* Stored data entries
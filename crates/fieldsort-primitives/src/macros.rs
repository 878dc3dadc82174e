#[macro_export]
macro_rules! field_kind_registry_entries {
    ($macro:ident $(, @args $($args:tt)+ )?) => {
        $macro! {
            $(
                @args $($args)+;
            )?
            @entries
            (Boolean, "boolean", strategy = Boolean),
            (Enum, "enum", strategy = Natural),
            (Frame, "frame", strategy = Natural),
            (Geo, "geo", strategy = Natural),
            (NestedFrames, "nestedFrames", strategy = Natural),
            (Number, "number", strategy = Numeric),
            (Other, "other", strategy = Natural),
            (String, "string", strategy = Text),
            (Time, "time", strategy = Time),
            (Trace, "trace", strategy = Natural),
        }
    };
}

#[macro_export]
macro_rules! field_kind_registry {
    ($macro:ident) => {
        $crate::field_kind_registry_entries!($macro)
    };
    ($macro:ident, $($args:tt)+) => {
        $crate::field_kind_registry_entries!($macro, @args $($args)+)
    };
}

macro_rules! metadata_from_registry {
    ( @args $kind:expr; @entries $( ($variant:ident, $label:literal, strategy = $strategy:ident) ),* $(,)? ) => {
        match $kind {
            $(
                $crate::FieldKind::$variant => $crate::FieldKindMetadata {
                    label: $label,
                    strategy: $crate::OrderStrategy::$strategy,
                },
            )*
        }
    };
}

macro_rules! kind_from_label_registry {
    ( @args $label:expr; @entries $( ($variant:ident, $kind_label:literal, strategy = $strategy:ident) ),* $(,)? ) => {
        match $label {
            $( $kind_label => Some($crate::FieldKind::$variant), )*
            _ => None,
        }
    };
}

macro_rules! all_kinds_from_registry {
    ( @entries $( ($variant:ident, $label:literal, strategy = $strategy:ident) ),* $(,)? ) => {
        [ $( $crate::FieldKind::$variant ),* ]
    };
}
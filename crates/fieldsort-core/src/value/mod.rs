#[cfg(test)]
mod tests;

use crate::datetime::DateTime;
use serde::{Deserialize, Serialize};
use std::borrow::Cow;

///
/// Value
///
/// Dynamically typed cell held by a column.
/// (De)serializes untagged, the way cells appear in JSON frame payloads.
///
/// Null  → the cell is absent.
/// Time  → already-resolved instant; never produced by deserialization.
/// List  → array cell, meaningful to the time strategy as calendar parts.
///

#[derive(Clone, Debug, Deserialize, PartialEq, Serialize)]
#[serde(untagged)]
pub enum Value {
    Null,
    Bool(bool),
    Number(f64),
    Text(String),
    #[serde(skip_deserializing)]
    Time(DateTime),
    List(Vec<Self>),
}

impl Value {
    /// Return whether this value counts as present for falsy-precedence
    /// ordering.
    ///
    /// Falsy: `Null`, `false`, `0`, `-0`, `NaN`, and the empty string.
    /// Text such as `"0"` or `"false"` is truthy, as is every instant and
    /// every list (including an empty one).
    #[must_use]
    pub fn is_truthy(&self) -> bool {
        match self {
            Self::Null => false,
            Self::Bool(flag) => *flag,
            Self::Number(n) => n.abs() > 0.0,
            Self::Text(text) => !text.is_empty(),
            Self::Time(_) | Self::List(_) => true,
        }
    }

    #[must_use]
    pub const fn is_null(&self) -> bool {
        matches!(self, Self::Null)
    }

    #[must_use]
    pub const fn as_number(&self) -> Option<f64> {
        match self {
            Self::Number(n) => Some(*n),
            _ => None,
        }
    }

    #[must_use]
    pub fn as_text(&self) -> Option<&str> {
        match self {
            Self::Text(text) => Some(text),
            _ => None,
        }
    }

    /// Numeric reading used by the numeric strategy.
    ///
    /// `Null` reads as `0`, booleans as `1`/`0`, text as a trimmed decimal
    /// literal (empty reads as `0`, anything else unparsable as `NaN`),
    /// instants as epoch milliseconds, lists as `NaN`.
    #[must_use]
    pub fn to_number(&self) -> f64 {
        match self {
            Self::Null => 0.0,
            Self::Bool(flag) => f64::from(u8::from(*flag)),
            Self::Number(n) => *n,
            Self::Text(text) => parse_numeric_text(text),
            Self::Time(instant) => instant.epoch_millis(),
            Self::List(_) => f64::NAN,
        }
    }

    /// Text rendering used by the text strategy for non-text cells.
    #[must_use]
    pub fn to_text(&self) -> Cow<'_, str> {
        match self {
            Self::Null => Cow::Borrowed(""),
            Self::Bool(flag) => Cow::Borrowed(if *flag { "true" } else { "false" }),
            Self::Number(n) => Cow::Owned(format_number(*n)),
            Self::Text(text) => Cow::Borrowed(text),
            Self::Time(instant) => Cow::Owned(instant.to_string()),
            Self::List(items) => Cow::Owned(
                items
                    .iter()
                    .map(Self::to_text)
                    .collect::<Vec<_>>()
                    .join(","),
            ),
        }
    }
}

impl From<bool> for Value {
    fn from(value: bool) -> Self {
        Self::Bool(value)
    }
}

impl From<f64> for Value {
    fn from(value: f64) -> Self {
        Self::Number(value)
    }
}

impl From<i32> for Value {
    fn from(value: i32) -> Self {
        Self::Number(f64::from(value))
    }
}

impl From<u32> for Value {
    fn from(value: u32) -> Self {
        Self::Number(f64::from(value))
    }
}

impl From<&str> for Value {
    fn from(value: &str) -> Self {
        Self::Text(value.to_string())
    }
}

impl From<String> for Value {
    fn from(value: String) -> Self {
        Self::Text(value)
    }
}

impl From<DateTime> for Value {
    fn from(value: DateTime) -> Self {
        Self::Time(value)
    }
}

impl<T: Into<Self>> From<Option<T>> for Value {
    fn from(value: Option<T>) -> Self {
        value.map_or(Self::Null, Into::into)
    }
}

impl From<Vec<Self>> for Value {
    fn from(value: Vec<Self>) -> Self {
        Self::List(value)
    }
}

// Decimal literal reading; `Infinity` is the only accepted word form.
fn parse_numeric_text(text: &str) -> f64 {
    let trimmed = text.trim();

    match trimmed {
        "" => 0.0,
        "Infinity" | "+Infinity" => f64::INFINITY,
        "-Infinity" => f64::NEG_INFINITY,
        _ if trimmed
            .bytes()
            .all(|b| b.is_ascii_digit() || matches!(b, b'.' | b'e' | b'E' | b'+' | b'-')) =>
        {
            trimmed.parse().unwrap_or(f64::NAN)
        }
        _ => f64::NAN,
    }
}

fn format_number(n: f64) -> String {
    if n.is_infinite() {
        return if n.is_sign_positive() {
            "Infinity".to_string()
        } else {
            "-Infinity".to_string()
        };
    }

    // `-0` renders as `0`
    if n == 0.0 {
        return "0".to_string();
    }

    n.to_string()
}
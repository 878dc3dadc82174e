use crate::{datetime::DateTime, value::Value};

// ---- helpers -----------------------------------------------------------

fn v_txt(s: &str) -> Value {
    Value::Text(s.to_string())
}

fn v_time(ms: f64) -> Value {
    Value::Time(DateTime::from_epoch_millis(ms).expect("valid instant"))
}

// ---- truthiness --------------------------------------------------------

#[test]
fn falsy_values_are_enumerated() {
    for value in [
        Value::Null,
        Value::Bool(false),
        Value::Number(0.0),
        Value::Number(-0.0),
        Value::Number(f64::NAN),
        v_txt(""),
    ] {
        assert!(!value.is_truthy(), "{value:?} should be falsy");
    }
}

#[test]
fn text_that_looks_falsy_is_still_truthy() {
    for value in [
        v_txt("0"),
        v_txt("false"),
        v_txt(" "),
        Value::Number(-1.0),
        Value::Number(f64::INFINITY),
        Value::Bool(true),
        v_time(0.0),
        Value::List(Vec::new()),
    ] {
        assert!(value.is_truthy(), "{value:?} should be truthy");
    }
}

// ---- numeric reading ---------------------------------------------------

#[test]
fn numeric_reading_coerces_every_variant() {
    assert!(Value::Null.to_number().abs() < f64::EPSILON);
    assert!((Value::Bool(true).to_number() - 1.0).abs() < f64::EPSILON);
    assert!((v_txt(" 42.5 ").to_number() - 42.5).abs() < f64::EPSILON);
    assert!(v_txt("").to_number().abs() < f64::EPSILON);
    assert!((v_time(1_500.0).to_number() - 1_500.0).abs() < f64::EPSILON);

    assert!(v_txt("12px").to_number().is_nan());
    assert!(v_txt("inf").to_number().is_nan());
    assert!(Value::List(vec![Value::Number(1.0)]).to_number().is_nan());
}

#[test]
fn infinity_word_form_is_accepted() {
    assert_eq!(v_txt("Infinity").to_number(), f64::INFINITY);
    assert_eq!(v_txt("-Infinity").to_number(), f64::NEG_INFINITY);
}

// ---- text rendering ----------------------------------------------------

#[test]
fn text_rendering_matches_cell_display() {
    assert_eq!(Value::Number(1.0).to_text(), "1");
    assert_eq!(Value::Number(1.5).to_text(), "1.5");
    assert_eq!(Value::Number(-0.0).to_text(), "0");
    assert_eq!(Value::Number(f64::NEG_INFINITY).to_text(), "-Infinity");
    assert_eq!(Value::Null.to_text(), "");
    assert_eq!(Value::Bool(false).to_text(), "false");
    assert_eq!(v_time(0.0).to_text(), "1970-01-01T00:00:00Z");
    assert_eq!(
        Value::List(vec![Value::Number(1.0), Value::Null, v_txt("a")]).to_text(),
        "1,,a"
    );
}

// ---- conversions / serde -----------------------------------------------

#[test]
fn option_conversion_maps_none_to_null() {
    assert_eq!(Value::from(None::<f64>), Value::Null);
    assert_eq!(Value::from(Some("x")), v_txt("x"));
    assert_eq!(Value::from(3), Value::Number(3.0));
}

#[test]
fn json_cells_deserialize_untagged() {
    let values: Vec<Value> =
        serde_json::from_str(r#"[null, true, 3, 2.5, "a", [2021, 0, 1]]"#).expect("decode");

    assert_eq!(
        values,
        vec![
            Value::Null,
            Value::Bool(true),
            Value::Number(3.0),
            Value::Number(2.5),
            v_txt("a"),
            Value::List(vec![
                Value::Number(2021.0),
                Value::Number(0.0),
                Value::Number(1.0)
            ]),
        ]
    );
}

#[test]
fn time_cells_serialize_as_epoch_millis() {
    let json = serde_json::to_string(&vec![v_time(2_000.0), Value::Null]).expect("encode");

    assert_eq!(json, "[2000.0,null]");
}
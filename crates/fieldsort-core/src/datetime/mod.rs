//! Instant abstraction consumed by the time comparator.
//!
//! Time-like inputs are epoch milliseconds, text in one of the accepted
//! calendar forms, already-built instants, and lists of calendar components.
//! Inputs that classify as time-like but cannot be converted produce no
//! instant; callers treat that as "not before anything".

#[cfg(test)]
mod tests;

use crate::value::Value;
use serde::{Serialize, Serializer};
use std::{fmt, sync::OnceLock};
use time::{
    Date, Month, OffsetDateTime, PrimitiveDateTime, Time,
    format_description::{self, BorrowedFormatItem, well_known::Rfc3339},
};

///
/// CONSTANTS
///

/// Largest absolute epoch offset, in milliseconds, accepted as an instant.
///
/// The calendar covers years `-9999..=9999`; this is the last millisecond of
/// year 9999. Offsets past it produce no instant.
pub const MAX_EPOCH_MILLIS: f64 = 253_402_300_799_999.0;

const NANOS_PER_MILLI: i128 = 1_000_000;

// Layouts carrying a numeric offset RFC 3339 does not accept.
const OFFSET_LAYOUTS: [&str; 6] = [
    "[year]-[month]-[day]T[hour]:[minute]:[second].[subsecond][offset_hour sign:mandatory][offset_minute]",
    "[year]-[month]-[day]T[hour]:[minute]:[second][offset_hour sign:mandatory][offset_minute]",
    "[year]-[month]-[day]T[hour]:[minute][offset_hour sign:mandatory]:[offset_minute]",
    "[year]-[month]-[day]T[hour]:[minute][offset_hour sign:mandatory][offset_minute]",
    "[year]-[month]-[day] [hour]:[minute]:[second][offset_hour sign:mandatory]:[offset_minute]",
    "[year][month][day]T[hour][minute][second][offset_hour sign:mandatory][offset_minute]",
];

// Offset-less layouts, read as UTC. A trailing `Z` is matched literally.
const NAIVE_LAYOUTS: [&str; 12] = [
    "[year]-[month]-[day]T[hour]:[minute]:[second].[subsecond]",
    "[year]-[month]-[day]T[hour]:[minute]:[second]",
    "[year]-[month]-[day]T[hour]:[minute]",
    "[year]-[month]-[day]T[hour]:[minute]Z",
    "[year]-[month]-[day]T[hour]",
    "[year]-[month]-[day] [hour]:[minute]:[second].[subsecond]",
    "[year]-[month]-[day] [hour]:[minute]:[second]",
    "[year]-[month]-[day] [hour]:[minute]",
    "[year][month][day]T[hour][minute][second]Z",
    "[year][month][day]T[hour][minute][second]",
    "[year][month][day]T[hour][minute]",
    "[year][month][day]T[hour]",
];

const DATE_LAYOUTS: [&str; 2] = ["[year]-[month]-[day]", "[year][month][day]"];

static OFFSET_FORMATS: OnceLock<Vec<Vec<BorrowedFormatItem<'static>>>> = OnceLock::new();
static NAIVE_FORMATS: OnceLock<Vec<Vec<BorrowedFormatItem<'static>>>> = OnceLock::new();
static DATE_FORMATS: OnceLock<Vec<Vec<BorrowedFormatItem<'static>>>> = OnceLock::new();

///
/// DateTime
///
/// UTC instant. Ordering and equality are by instant.
///

#[derive(Clone, Copy, Debug, Eq, Hash, Ord, PartialEq, PartialOrd)]
pub struct DateTime(OffsetDateTime);

impl DateTime {
    /// Build an instant from a time-like input.
    ///
    /// Returns `None` when the value is not time-like or does not describe a
    /// valid instant.
    #[must_use]
    pub fn from_input(value: &Value) -> Option<Self> {
        match value {
            Value::Number(millis) => Self::from_epoch_millis(*millis),
            Value::Text(text) => Self::parse(text),
            Value::Time(instant) => Some(*instant),
            Value::List(parts) => Self::from_components(parts),
            Value::Null | Value::Bool(_) => None,
        }
    }

    /// Construct from milliseconds since the Unix epoch.
    ///
    /// Fractional milliseconds are truncated toward zero.
    #[must_use]
    #[allow(clippy::cast_possible_truncation)]
    pub fn from_epoch_millis(millis: f64) -> Option<Self> {
        if !millis.is_finite() || millis.abs() > MAX_EPOCH_MILLIS {
            return None;
        }

        let nanos = (millis.trunc() as i128) * NANOS_PER_MILLI;

        OffsetDateTime::from_unix_timestamp_nanos(nanos).ok().map(Self)
    }

    /// Parse ISO 8601 text.
    ///
    /// RFC 3339 first, then extended and basic forms with a numeric offset,
    /// then offset-less forms read as UTC, then bare dates at midnight UTC.
    #[must_use]
    pub fn parse(text: &str) -> Option<Self> {
        let text = text.trim();

        if let Ok(parsed) = OffsetDateTime::parse(text, &Rfc3339) {
            return Some(Self::from(parsed));
        }

        if let Some(parsed) = formats(&OFFSET_FORMATS, &OFFSET_LAYOUTS)
            .iter()
            .find_map(|layout| OffsetDateTime::parse(text, layout.as_slice()).ok())
        {
            return Some(Self::from(parsed));
        }

        if let Some(parsed) = formats(&NAIVE_FORMATS, &NAIVE_LAYOUTS)
            .iter()
            .find_map(|layout| PrimitiveDateTime::parse(text, layout.as_slice()).ok())
        {
            return Some(Self(parsed.assume_utc()));
        }

        formats(&DATE_FORMATS, &DATE_LAYOUTS)
            .iter()
            .find_map(|layout| Date::parse(text, layout.as_slice()).ok())
            .map(|date| Self(date.midnight().assume_utc()))
    }

    /// Build from `[year, month0, day, hour, minute, second, millisecond]`.
    ///
    /// The month is zero-based; trailing components may be omitted. An empty
    /// list is the start of the current UTC day.
    #[must_use]
    pub fn from_components(parts: &[Value]) -> Option<Self> {
        if parts.is_empty() {
            return Some(Self(OffsetDateTime::now_utc().date().midnight().assume_utc()));
        }

        if parts.len() > 7 {
            return None;
        }

        let year = i32::try_from(component(parts, 0, 0)?).ok()?;
        let month0 = u8::try_from(component(parts, 1, 0)?).ok()?;
        let day = u8::try_from(component(parts, 2, 1)?).ok()?;
        let hour = u8::try_from(component(parts, 3, 0)?).ok()?;
        let minute = u8::try_from(component(parts, 4, 0)?).ok()?;
        let second = u8::try_from(component(parts, 5, 0)?).ok()?;
        let milli = u16::try_from(component(parts, 6, 0)?).ok()?;

        let month = Month::try_from(month0.checked_add(1)?).ok()?;
        let date = Date::from_calendar_date(year, month, day).ok()?;
        let clock = Time::from_hms_milli(hour, minute, second, milli).ok()?;

        Some(Self(PrimitiveDateTime::new(date, clock).assume_utc()))
    }

    /// Return whether `self` is strictly earlier than `other`.
    #[must_use]
    pub fn is_before(&self, other: &Self) -> bool {
        self.0 < other.0
    }

    /// Milliseconds since the Unix epoch.
    #[must_use]
    #[allow(clippy::cast_precision_loss)]
    pub fn epoch_millis(&self) -> f64 {
        self.0.unix_timestamp_nanos().div_euclid(NANOS_PER_MILLI) as f64
    }
}

impl fmt::Display for DateTime {
    fn fmt(&self, f: &mut fmt::Formatter<'_>) -> fmt::Result {
        match self.0.format(&Rfc3339) {
            Ok(text) => f.write_str(&text),
            Err(_) => write!(f, "{}", self.0),
        }
    }
}

impl From<OffsetDateTime> for DateTime {
    fn from(value: OffsetDateTime) -> Self {
        Self(value.to_offset(time::UtcOffset::UTC))
    }
}

impl Serialize for DateTime {
    fn serialize<S: Serializer>(&self, serializer: S) -> Result<S::Ok, S::Error> {
        serializer.serialize_f64(self.epoch_millis())
    }
}

/// Return whether a value is accepted as input by [`DateTime::from_input`].
///
/// Classification only; the value may still fail to convert.
#[must_use]
pub fn is_date_time_input(value: &Value) -> bool {
    match value {
        Value::Number(_) | Value::Text(_) | Value::Time(_) => true,
        Value::List(parts) => parts.iter().all(|part| matches!(part, Value::Number(_))),
        Value::Null | Value::Bool(_) => false,
    }
}

// Read one calendar component, falling back to `default` when omitted.
#[allow(clippy::cast_possible_truncation)]
fn component(parts: &[Value], index: usize, default: i64) -> Option<i64> {
    match parts.get(index) {
        None => Some(default),
        Some(Value::Number(n)) if n.is_finite() => Some(n.trunc() as i64),
        Some(_) => None,
    }
}

// Compile a layout set once; layouts that fail to compile are skipped.
fn formats(
    cache: &'static OnceLock<Vec<Vec<BorrowedFormatItem<'static>>>>,
    layouts: &'static [&'static str],
) -> &'static [Vec<BorrowedFormatItem<'static>>] {
    cache.get_or_init(|| {
        layouts
            .iter()
            .filter_map(|layout| format_description::parse_borrowed::<2>(layout).ok())
            .collect()
    })
}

* What needs to be done
Extract all lines of the records above that include "other".

* Reply
            (Other, "other", strategy = Natural),
    /// Return whether `self` is strictly earlier than `other`.
    pub fn is_before(&self, other: &Self) -> bool {
        self.0 < other.0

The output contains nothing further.